Keep only the lines from the start of the data through the line containing "pub fn new(base_url: String, timeout: Duration)", and output them exactly.
»»
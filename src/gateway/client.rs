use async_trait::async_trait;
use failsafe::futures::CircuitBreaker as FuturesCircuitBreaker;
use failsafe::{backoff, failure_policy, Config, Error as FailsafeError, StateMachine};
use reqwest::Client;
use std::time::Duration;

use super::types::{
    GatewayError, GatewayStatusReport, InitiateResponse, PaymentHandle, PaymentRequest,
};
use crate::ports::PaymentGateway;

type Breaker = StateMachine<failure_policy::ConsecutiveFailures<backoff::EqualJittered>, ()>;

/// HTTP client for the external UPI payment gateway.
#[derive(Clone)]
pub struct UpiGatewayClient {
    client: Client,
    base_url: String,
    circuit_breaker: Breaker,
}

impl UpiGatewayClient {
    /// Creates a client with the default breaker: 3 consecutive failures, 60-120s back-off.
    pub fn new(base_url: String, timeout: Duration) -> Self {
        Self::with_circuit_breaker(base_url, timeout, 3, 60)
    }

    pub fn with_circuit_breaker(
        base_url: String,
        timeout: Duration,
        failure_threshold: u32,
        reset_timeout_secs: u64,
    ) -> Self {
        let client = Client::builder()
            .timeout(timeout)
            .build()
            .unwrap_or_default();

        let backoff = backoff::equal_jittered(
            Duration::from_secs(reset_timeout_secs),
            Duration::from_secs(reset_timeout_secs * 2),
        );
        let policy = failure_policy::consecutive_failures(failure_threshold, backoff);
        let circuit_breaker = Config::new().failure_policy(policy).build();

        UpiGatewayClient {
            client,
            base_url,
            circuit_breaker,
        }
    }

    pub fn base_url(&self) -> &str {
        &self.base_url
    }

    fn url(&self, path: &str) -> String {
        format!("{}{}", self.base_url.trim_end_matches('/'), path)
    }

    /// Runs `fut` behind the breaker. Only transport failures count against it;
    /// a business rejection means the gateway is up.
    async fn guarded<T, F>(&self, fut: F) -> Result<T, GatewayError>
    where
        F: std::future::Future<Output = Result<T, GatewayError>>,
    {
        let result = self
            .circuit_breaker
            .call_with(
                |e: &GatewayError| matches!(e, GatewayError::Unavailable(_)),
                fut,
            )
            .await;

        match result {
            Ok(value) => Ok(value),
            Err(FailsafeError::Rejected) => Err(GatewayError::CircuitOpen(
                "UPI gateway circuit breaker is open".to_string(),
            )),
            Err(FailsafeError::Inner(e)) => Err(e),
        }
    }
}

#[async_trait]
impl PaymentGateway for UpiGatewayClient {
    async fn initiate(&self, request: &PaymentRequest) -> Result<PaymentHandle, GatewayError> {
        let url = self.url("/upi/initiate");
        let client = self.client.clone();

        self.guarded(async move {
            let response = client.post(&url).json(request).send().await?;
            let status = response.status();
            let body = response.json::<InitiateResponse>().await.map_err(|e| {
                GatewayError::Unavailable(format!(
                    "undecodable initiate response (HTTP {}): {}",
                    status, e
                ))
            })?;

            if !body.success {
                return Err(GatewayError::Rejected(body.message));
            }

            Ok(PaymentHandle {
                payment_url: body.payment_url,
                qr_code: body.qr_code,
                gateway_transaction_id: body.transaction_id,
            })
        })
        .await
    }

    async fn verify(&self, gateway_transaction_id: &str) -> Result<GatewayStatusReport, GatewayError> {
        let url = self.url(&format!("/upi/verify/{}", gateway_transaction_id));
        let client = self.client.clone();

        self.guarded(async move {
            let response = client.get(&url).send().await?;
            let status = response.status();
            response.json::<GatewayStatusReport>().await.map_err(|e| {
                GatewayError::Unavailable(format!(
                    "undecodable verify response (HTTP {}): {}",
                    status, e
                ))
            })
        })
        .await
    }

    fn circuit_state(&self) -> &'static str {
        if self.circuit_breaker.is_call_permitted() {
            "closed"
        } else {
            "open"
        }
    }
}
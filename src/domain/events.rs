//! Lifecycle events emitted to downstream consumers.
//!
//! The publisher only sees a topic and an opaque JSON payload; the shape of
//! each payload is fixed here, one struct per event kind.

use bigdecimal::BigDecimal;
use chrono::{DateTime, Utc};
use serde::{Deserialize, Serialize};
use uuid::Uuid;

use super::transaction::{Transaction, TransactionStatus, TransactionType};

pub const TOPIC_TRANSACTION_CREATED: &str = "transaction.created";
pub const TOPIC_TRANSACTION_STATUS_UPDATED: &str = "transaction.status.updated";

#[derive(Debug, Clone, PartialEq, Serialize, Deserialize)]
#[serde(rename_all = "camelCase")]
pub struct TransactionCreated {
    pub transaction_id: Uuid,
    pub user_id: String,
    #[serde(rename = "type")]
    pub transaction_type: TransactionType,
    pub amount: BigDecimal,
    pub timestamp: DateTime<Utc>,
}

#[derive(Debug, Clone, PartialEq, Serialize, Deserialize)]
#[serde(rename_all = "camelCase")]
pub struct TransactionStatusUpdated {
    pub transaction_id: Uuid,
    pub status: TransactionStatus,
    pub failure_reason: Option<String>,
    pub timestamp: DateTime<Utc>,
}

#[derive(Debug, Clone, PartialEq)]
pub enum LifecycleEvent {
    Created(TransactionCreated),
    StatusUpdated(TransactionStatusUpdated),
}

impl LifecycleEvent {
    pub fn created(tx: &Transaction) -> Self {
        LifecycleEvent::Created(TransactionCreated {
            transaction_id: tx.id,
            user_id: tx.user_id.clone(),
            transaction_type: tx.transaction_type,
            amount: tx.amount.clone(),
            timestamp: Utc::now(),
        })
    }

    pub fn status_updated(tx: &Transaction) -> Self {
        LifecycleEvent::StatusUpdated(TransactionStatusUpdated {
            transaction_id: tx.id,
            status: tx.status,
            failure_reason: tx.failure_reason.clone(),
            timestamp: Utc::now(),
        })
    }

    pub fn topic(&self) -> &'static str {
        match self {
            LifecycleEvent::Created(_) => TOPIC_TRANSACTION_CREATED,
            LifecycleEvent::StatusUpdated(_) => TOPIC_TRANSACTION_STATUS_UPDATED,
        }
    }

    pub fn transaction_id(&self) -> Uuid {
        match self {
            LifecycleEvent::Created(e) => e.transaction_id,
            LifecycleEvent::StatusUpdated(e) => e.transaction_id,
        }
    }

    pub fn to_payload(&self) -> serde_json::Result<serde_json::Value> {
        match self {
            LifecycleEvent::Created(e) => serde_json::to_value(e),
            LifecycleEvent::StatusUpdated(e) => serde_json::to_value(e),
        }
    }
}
««
#### The answer:
filename src/gateway/client.rs
use async_trait::async_trait;
use failsafe::futures::CircuitBreaker as FuturesCircuitBreaker;
use failsafe::{backoff, failure_policy, Config, Error as FailsafeError, StateMachine};
use reqwest::Client;
use std::time::Duration;

use super::types::{
    GatewayError, GatewayStatusReport, InitiateResponse, PaymentHandle, PaymentRequest,
};
use crate::ports::PaymentGateway;

type Breaker = StateMachine<failure_policy::ConsecutiveFailures<backoff::EqualJittered>, ()>;

/// HTTP client for the external UPI payment gateway.
#[derive(Clone)]
pub struct UpiGatewayClient {
    client: Client,
    base_url: String,
    circuit_breaker: Breaker,
}

impl UpiGatewayClient {
    /// Creates a client with the default breaker: 3 consecutive failures, 60-120s back-off.
    pub fn new(base_url: String, timeout: Duration) -> Self {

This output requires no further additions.